The main sore spot of the display is the large pill-shaped cutout on the top-left corner, which houses a 32MP selfie camera and an IR camera for facial recognition. It takes up more space than most cutout cameras I’ve seen, though this is mostly attributed to the IR emitter and receiver. To be fair, the IR setup does provide for more accurate and secure facial recognition, and it does so while being much smaller relative to the iPhone’s notch.
One cool feature that is enabled by the IR setup is that it allows the phone to hide notification content when you are not looking directly at the phone. This means that even if the phone is unlocked, someone else wouldn’t be able to view my notifications just by glancing at it.

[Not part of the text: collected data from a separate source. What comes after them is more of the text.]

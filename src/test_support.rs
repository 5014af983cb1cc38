//! In-memory test doubles shared by this crate's unit and integration
//! tests. Grounded on the teacher's own `#[cfg(test)] mod test_utils`
//! convention referenced from `lib.rs`.

use std::sync::atomic::{AtomicUsize, Ordering};
use std::sync::Mutex;
use std::thread;
use std::time::Duration;

use crate::error::{TileError, TileResult};
use crate::region::RegionRequest;
use crate::server::{ImageServer, TileListener};

/// A synthetic `ImageServer` whose tiles are single bytes derived from the
/// request's coordinates. Can be configured to delay reads (to simulate a
/// slow remote backend) or to fail a fixed number of upcoming reads.
pub struct CountingImageServer {
    path: String,
    width: u32,
    height: u32,
    tile_size: u32,
    downsamples: Vec<f64>,
    n_z_slices: u32,
    generating: bool,
    read_delay: Option<Duration>,
    fail_next: AtomicUsize,
    reads: AtomicUsize,
    /// Name of the executor-pool thread that most recently ran
    /// `read_region`, so a test can check local-vs-remote routing.
    last_thread_name: Mutex<Option<String>>,
}

impl CountingImageServer {
    pub fn new(
        path: impl Into<String>,
        width: u32,
        height: u32,
        tile_size: u32,
        downsamples: Vec<f64>,
    ) -> Self {
        Self {
            path: path.into(),
            width,
            height,
            tile_size,
            downsamples,
            n_z_slices: 1,
            generating: false,
            read_delay: None,
            fail_next: AtomicUsize::new(0),
            reads: AtomicUsize::new(0),
            last_thread_name: Mutex::new(None),
        }
    }

    pub fn with_z_slices(mut self, n: u32) -> Self {
        self.n_z_slices = n;
        self
    }

    pub fn with_generating(mut self, generating: bool) -> Self {
        self.generating = generating;
        self
    }

    pub fn with_read_delay(mut self, delay: Duration) -> Self {
        self.read_delay = Some(delay);
        self
    }

    /// The next `n` calls to `read_region` return a synthetic backend error.
    pub fn fail_next_reads(&self, n: usize) {
        self.fail_next.store(n, Ordering::SeqCst);
    }

    pub fn read_count(&self) -> usize {
        self.reads.load(Ordering::SeqCst)
    }

    /// Name of the thread that ran the most recent `read_region` call.
    pub fn last_thread_name(&self) -> Option<String> {
        self.last_thread_name.lock().unwrap().clone()
    }
}

impl ImageServer<u8> for CountingImageServer {
    fn path(&self) -> &str {
        &self.path
    }

    fn n_resolutions(&self) -> usize {
        self.downsamples.len().max(1)
    }

    fn n_z_slices(&self) -> u32 {
        self.n_z_slices
    }

    fn preferred_downsamples(&self) -> Vec<f64> {
        self.downsamples.clone()
    }

    fn width(&self) -> u32 {
        self.width
    }

    fn height(&self) -> u32 {
        self.height
    }

    fn tile_size(&self) -> u32 {
        self.tile_size
    }

    fn is_generating(&self) -> bool {
        self.generating
    }

    fn is_empty_region(&self, request: &RegionRequest) -> bool {
        request.x >= self.width as i64 || request.y >= self.height as i64
    }

    fn read_region(&self, request: &RegionRequest) -> TileResult<Option<u8>> {
        self.reads.fetch_add(1, Ordering::SeqCst);
        *self.last_thread_name.lock().unwrap() = thread::current().name().map(String::from);

        if let Some(delay) = self.read_delay {
            thread::sleep(delay);
        }

        let remaining = self.fail_next.load(Ordering::SeqCst);
        if remaining > 0 {
            self.fail_next.fetch_sub(1, Ordering::SeqCst);
            return Err(TileError::Backend("synthetic failure".into()));
        }

        if self.is_empty_region(request) {
            return Ok(None);
        }

        Ok(Some((request.x ^ request.y ^ request.z as i64) as u8))
    }
}

/// Counts `tile_available` notifications and remembers the most recent one,
/// for checking fan-out and P7 (listener monotonicity).
#[derive(Default)]
pub struct CountingListener {
    count: AtomicUsize,
    last: Mutex<Option<(String, RegionRequest)>>,
}

impl CountingListener {
    pub fn new() -> Self {
        Self::default()
    }

    pub fn notifications(&self) -> usize {
        self.count.load(Ordering::SeqCst)
    }

    pub fn last(&self) -> Option<(String, RegionRequest)> {
        self.last.lock().unwrap().clone()
    }
}

impl<T> TileListener<T> for CountingListener {
    fn tile_available(&self, server_path: &str, request: &RegionRequest, _tile: &T) {
        self.count.fetch_add(1, Ordering::SeqCst);
        *self.last.lock().unwrap() = Some((server_path.to_string(), request.clone()));
    }
}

The phone has an optical under-display fingerprint reader. It is fast and accurate, though not as fast as some others I’ve seen. This is of course on top of the facial unlock feature.
Audio is rather disappointing. First of all, there is no 3.5mm headphone jack, but this is expected in 2020. The bigger offence is the single bottom-firing speaker, which is unheard of in a thousand-dollar smartphone. Most phones at this price point — and even some which are a lot cheaper — offer stereo speakers.

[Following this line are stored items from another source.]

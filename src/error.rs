//! Error types for image-region-store.

use thiserror::Error;

/// Error types for tile operations.
#[derive(Error, Debug)]
pub enum TileError {
    #[error("I/O error reading region: {0}")]
    Io(#[from] std::io::Error),

    #[error("tile worker was cancelled")]
    Cancelled,

    #[error("executor pool is shut down")]
    PoolShutDown,

    #[error("backend read failed: {0}")]
    Backend(String),
}

/// Result type alias for tile operations.
pub type TileResult<T> = Result<T, TileError>;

The Huawei P40 however, does not have a traditional earpiece (it instead uses piezoelectric kind), and so that cannot double as a speaker. The single speaker at the bottom gets loud and is clear, but is too easily covered up by accident.
Perhaps the one reason to ignore the lack of Google Play Services and pick up the Huawei P40 is the camera. The main sensor on the Huawei P40 is large, larger than the Galaxy S20 Ultra’s. This means that you can expect excellent image quality. And it delivers.

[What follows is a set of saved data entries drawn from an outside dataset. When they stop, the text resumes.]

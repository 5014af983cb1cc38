//! Two fixed-size thread pools backing tile work: a small "local" pool for
//! cheap in-process tile synthesis, and a larger "remote" pool for
//! potentially slow, I/O-bound backend reads.
//!
//! Grounded on the teacher's `BulkPreloader::rayon_pool` (a dedicated
//! `rayon::ThreadPool` sized off `num_cpus`, gated by an `AtomicBool`
//! shutdown flag checked before each submitted closure runs).

use std::sync::atomic::{AtomicBool, Ordering};

use rayon::{ThreadPool, ThreadPoolBuilder};

use crate::error::{TileError, TileResult};

/// Which pool a piece of work should run on, mirroring whether its server
/// is a cheap in-process generator or a slow remote/disk-backed backend.
#[derive(Debug, Clone, Copy, PartialEq, Eq)]
pub enum PoolKind {
    Local,
    Remote,
}

/// Owns the store's two `rayon::ThreadPool`s and the shutdown gate shared
/// by both. Once shut down, `submit` rejects new work with
/// `TileError::PoolShutDown` rather than silently dropping it, so callers
/// can distinguish "ran and failed" from "never ran".
pub struct TileExecutor {
    local: ThreadPool,
    remote: ThreadPool,
    shut_down: AtomicBool,
}

impl TileExecutor {
    /// `local` is sized to the number of available CPUs (in-process
    /// synthesis is CPU-bound); `remote` is sized `clamp(cpus * 4, 8, 32)`
    /// since its workers mostly block on I/O rather than burn CPU.
    pub fn new() -> Self {
        let cpus = std::thread::available_parallelism()
            .map(|n| n.get())
            .unwrap_or(4);
        let remote_threads = (cpus * 4).clamp(8, 32);

        let local = ThreadPoolBuilder::new()
            .num_threads(cpus.max(1))
            .thread_name(|i| format!("image-region-local-{i}"))
            .build()
            .expect("failed to build local tile executor pool");

        let remote = ThreadPoolBuilder::new()
            .num_threads(remote_threads)
            .thread_name(|i| format!("image-region-remote-{i}"))
            .build()
            .expect("failed to build remote tile executor pool");

        Self {
            local,
            remote,
            shut_down: AtomicBool::new(false),
        }
    }

    /// Submit `task` to the requested pool. The task is itself responsible
    /// for checking worker-level cancellation; this only gates whole-pool
    /// shutdown.
    pub fn submit(&self, kind: PoolKind, task: impl FnOnce() + Send + 'static) -> TileResult<()> {
        if self.shut_down.load(Ordering::Acquire) {
            return Err(TileError::PoolShutDown);
        }
        let pool = match kind {
            PoolKind::Local => &self.local,
            PoolKind::Remote => &self.remote,
        };
        pool.spawn(task);
        Ok(())
    }

    /// Mark the executor as shut down. In-flight closures already spawned
    /// keep running; no new work is accepted afterward. Idempotent.
    pub fn shutdown(&self) {
        self.shut_down.store(true, Ordering::Release);
    }

    pub fn is_shut_down(&self) -> bool {
        self.shut_down.load(Ordering::Acquire)
    }
}

impl Default for TileExecutor {
    fn default() -> Self {
        Self::new()
    }
}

Images from the main camera have good dynamic range, colours, and detail. It also performs exceptionally well in the evenings, with low noise and a good level of detail and sharpness preserved.
The Huawei P40 also offers some degree of flexibility with its 16MP 17mm ultrawide camera and its 8MP 3x telephoto camera. Images from the ultrawide camera look great, with equally impressive dynamic range and colour reproduction as the main camera. There is no noticeable lens distortion in the photos produced.
In the evenings, images from the ultrawide camera are not as clean as the main camera’s. Detail takes a hit due to the more aggressive smoothing, and the image appears less bright overall due to the smaller sensor.
Moving on to the telephoto camera. It too has great detail, colours, and dynamic range. While 3x is the maximum it can go for optical zoom, it also achieves 5x hybrid optical zoom, works really well. Night time image quality is comparable to the ultrawide.
In terms of the camera app itself, it is clean and simple to use. There’s night mode, pro mode, and portrait mode (along with many others) for more advanced shooting and effects.
Overall, it is an excellent and flexible camera setup, though it does not come with the crazy zooms that the Galaxy S20 Ultra and P40 Pro provide. I am glad that Huawei decided to stick to the three traditional (and useful) focal lengths and not include useless macro or depth cameras like some other manufacturers.
Other than the aforementioned issues with the lack of Google Services, the software experience on the P40 is good. The phone runs Huawei’s EMUI on top of Android 10, and it is clean and snappy. It supports Android 10’s gestures and dark mode, and the interface has a translucency that is reminiscent of iOS.
Several preset themes can be selected in Huawei’s Themes app, and additional themes can be installed if you create a Huawei ID. Thankfully, you do not require a Huawei ID for installing apps from the AppGallery.
I do have some complaints though. Firstly, Huawei has the audacity to display fullscreen ads every time you open the AppGallery. There are also certain questionable permissions that need to be granted. The browser requires access to your phone and refuses you usage otherwise. The initial setup of the phone also subjects you to more prompts than usual about collecting your data for things like ads, which to be fair, you can opt out of. But it can be rather confusing, if not disconcerting.
I did also have an issue initially where a software update wouldn’t download, but it magically sorted itself out and installed overnight. I’m not too sure what to make of that.
Performance on the Huawei P40 is chart-topping. The 7nm+ Kirin 990 chip is one of the fastest Android chipsets available right now, though it does slightly underperform Apple’s A13. You will have no issues with the performance in terms of both the CPU and GPU.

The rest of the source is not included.